Further definitions are provided below.

In the above-description of various embodiments of present inventive concepts, it is to be understood that the terminology used herein is for the purpose of describing particular embodiments only and is not intended to be limiting of present inventive concepts. Unless otherwise defined, all terms (including technical and scientific terms) used herein have the same meaning as commonly understood by one of ordinary skill in the art to which present inventive concepts belong. It will be further understood that terms, such as those defined in commonly used dictionaries, should be interpreted as having a meaning that is consistent with their meaning in the context of this specification and the relevant art and will not be interpreted in an idealized or overly formal sense unless expressly so defined herein.

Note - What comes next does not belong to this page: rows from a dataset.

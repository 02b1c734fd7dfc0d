//! Type-driven checks

use super::{token_range, RuleContext};
use crate::diagnostic::{error_codes, Diagnostic};
use crate::document::Range;
use crate::infer::Value;
use crate::syntax::{Assignment, VarDecl};
use crate::token::{Keyword, Token, TokenKind};
use crate::types::Type;

/// TL7001: a value whose inferred type cannot be stored in the target
pub fn assignment_type_mismatch(ctx: &RuleContext<'_>) -> Vec<Diagnostic> {
    let mut diagnostics = Vec::new();

    for (line, lexed) in ctx.model.lexed.iter().enumerate() {
        let (name, column, target, value) = if let Some(decl) = VarDecl::parse(lexed) {
            let (Some(annotation), Some(init)) = (&decl.annotation, &decl.initializer) else {
                continue;
            };
            (decl.name.clone(), decl.name_column, Type::parse(annotation), init.clone())
        } else if let Some(assignment) = Assignment::parse(lexed) {
            if assignment.compound {
                continue;
            }
            let Some(target) = target_type(ctx, &assignment.target, line) else {
                continue;
            };
            (assignment.target, assignment.target_column, target, assignment.value)
        } else {
            continue;
        };

        if target.is_any() {
            continue;
        }
        let source = ctx.inference.infer_type(&value, line);
        if source.is_any() || source.is_assignable_to(&target) {
            continue;
        }

        diagnostics.push(Diagnostic::warning(
            error_codes::ASSIGNMENT_TYPE_MISMATCH,
            format!("Cannot assign {} to '{}' of type {}", source, name, target),
            Range::new(line, column, column + name.chars().count()),
        ));
    }

    diagnostics
}

/// Declared or inferred type of the variable or parameter named on a line
fn target_type(ctx: &RuleContext<'_>, name: &str, line: usize) -> Option<Type> {
    match ctx.inference.value_of(name, line)? {
        Value::Decl(decl) if decl.is_variable() => {
            Some(ctx.inference.declaration_type(decl, 0))
        }
        Value::Decl(_) => None,
        Value::Param { param, line } => Some(ctx.inference.param_type(&param, line, 0)),
    }
}

/// TL7002: `a == b` where neither variable's type fits the other
pub fn comparison_type_mismatch(ctx: &RuleContext<'_>) -> Vec<Diagnostic> {
    let mut diagnostics = Vec::new();

    for (line, lexed) in ctx.model.lexed.iter().enumerate() {
        let tokens = &lexed.tokens;
        if tokens.first().is_some_and(|t| {
            matches!(
                t.kind,
                TokenKind::Keyword(
                    Keyword::Func
                        | Keyword::Init
                        | Keyword::Class
                        | Keyword::Enum
                        | Keyword::Record
                        | Keyword::Interface
                )
            )
        }) {
            continue;
        }

        for (i, op) in tokens.iter().enumerate() {
            if !op.kind.is_comparison() || i == 0 {
                continue;
            }
            let (Some(left), Some(right)) = (bare_operand(tokens, i - 1), bare_operand(tokens, i + 1))
            else {
                continue;
            };
            let (Some(left_ty), Some(right_ty)) =
                (variable_type(ctx, left, line), variable_type(ctx, right, line))
            else {
                continue;
            };
            if left_ty.is_assignable_to(&right_ty) || right_ty.is_assignable_to(&left_ty) {
                continue;
            }
            diagnostics.push(Diagnostic::warning(
                error_codes::COMPARISON_TYPE_MISMATCH,
                format!(
                    "Comparing '{}' of type {} with '{}' of type {}",
                    left.text, left_ty, right.text, right_ty
                ),
                Range::new(line, left.start, right.end),
            ));
        }
    }

    diagnostics
}

/// An identifier at `index` that is not part of a member access, call or
/// index expression
fn bare_operand(tokens: &[Token], index: usize) -> Option<&Token> {
    let token = tokens.get(index)?;
    token.ident()?;
    let before = index.checked_sub(1).and_then(|i| tokens.get(i));
    if before.is_some_and(|t| t.is(TokenKind::Dot)) {
        return None;
    }
    let after = tokens.get(index + 1);
    if after.is_some_and(|t| {
        matches!(
            t.kind,
            TokenKind::Dot | TokenKind::LeftParen | TokenKind::LeftBracket
        )
    }) {
        return None;
    }
    Some(token)
}

fn variable_type(ctx: &RuleContext<'_>, token: &Token, line: usize) -> Option<Type> {
    target_type(ctx, &token.text, line).filter(|t| !t.is_any())
}

/// TL7003: `/ 0`, `% 0.0`, `/= 0`
pub fn division_by_zero(ctx: &RuleContext<'_>) -> Vec<Diagnostic> {
    let mut diagnostics = Vec::new();

    for (line, lexed) in ctx.model.lexed.iter().enumerate() {
        for pair in lexed.tokens.windows(2) {
            let [op, divisor] = pair else {
                continue;
            };
            let divides = match op.kind {
                TokenKind::Slash | TokenKind::Percent => true,
                TokenKind::CompoundAssign => op.text == "/=" || op.text == "%=",
                _ => false,
            };
            if !divides || !is_zero_literal(divisor) {
                continue;
            }
            let range = token_range(line, op);
            diagnostics.push(
                Diagnostic::error(
                    error_codes::DIVISION_BY_ZERO,
                    "Division by zero",
                    Range::new(line, range.start, divisor.end),
                )
                .with_help("check the divisor before dividing"),
            );
        }
    }

    diagnostics
}

fn is_zero_literal(token: &Token) -> bool {
    if !matches!(token.kind, TokenKind::Int | TokenKind::Float) {
        return false;
    }
    let digits: String = token.text.chars().filter(|c| *c != '_').collect();
    digits.parse::<f64>().is_ok_and(|v| v == 0.0)
}

#[cfg(test)]
mod tests {
    use super::*;
    use crate::rules::test_support::{lines, run};

    #[test]
    fn test_annotated_declaration() {
        let diags = run(
            assignment_type_mismatch,
            "var x: Int = \"a\"\nvar y: Float = 1\nvar z: Int | String = \"s\"",
        );
        assert_eq!(lines(&diags), vec![0]);
        assert_eq!(diags[0].message, "Cannot assign String to 'x' of type Int");
        assert_eq!(diags[0].range, Range::new(0, 4, 5));
    }

    #[test]
    fn test_reassignment_uses_inferred_type() {
        let src = "\
var count = 0
count = \"many\"
var data = load()
data = 1
func f(n: Int):
    n = [1]
end";
        let diags = run(assignment_type_mismatch, src);
        assert_eq!(lines(&diags), vec![1, 5]);
        assert_eq!(diags[1].message, "Cannot assign Array<Int> to 'n' of type Int");
    }

    #[test]
    fn test_compound_assignment_skipped() {
        assert!(run(assignment_type_mismatch, "var s = \"a\"\ns += 1").is_empty());
    }

    #[test]
    fn test_comparison() {
        let src = "\
var a = 1
var b = \"s\"
var c = 2.5
if a == b:
end
print(a < c)
print(b.len() == a)";
        let diags = run(comparison_type_mismatch, src);
        assert_eq!(lines(&diags), vec![3]);
        assert_eq!(
            diags[0].message,
            "Comparing 'a' of type Int with 'b' of type String"
        );
        assert_eq!(diags[0].range, Range::new(3, 3, 9));
    }

    #[test]
    fn test_comparison_of_unknowns_is_silent() {
        let src = "var a = f()\nvar b = 1\nif a != b:\nend";
        assert!(run(comparison_type_mismatch, src).is_empty());
    }

    #[test]
    fn test_division_by_zero() {
        let src = "x = 10 / 0\ny %= 0\nz = 1 / 0.0\nw = 1 / 0.5\nv = 10 / n";
        let diags = run(division_by_zero, src);
        assert_eq!(lines(&diags), vec![0, 1, 2]);
        assert_eq!(diags[0].range, Range::new(0, 7, 10));
    }

    #[test]
    fn test_division_in_string_ignored() {
        assert!(run(division_by_zero, "print(\"1 / 0\")").is_empty());
    }
}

When an element is referred to as being “connected”, “coupled”, “responsive”, or variants thereof to another element, it can be directly connected, coupled, or responsive to the other element or intervening elements may be present. In contrast, when an element is referred to as being “directly connected”, “directly coupled”, “directly responsive”, or variants thereof to another element, there are no intervening elements present. Like numbers refer to like elements throughout. Furthermore, “coupled”, “connected”, “responsive”, or variants thereof as used herein may include wirelessly coupled, connected, or responsive. As used herein, the singular forms “a”, “an” and “the” are intended to include the plural forms as well, unless the context clearly indicates otherwise. Well-known functions or constructions may not be described in detail for brevity and/or clarity. The term “and/or” includes any and all combinations of one or more of the associated listed items.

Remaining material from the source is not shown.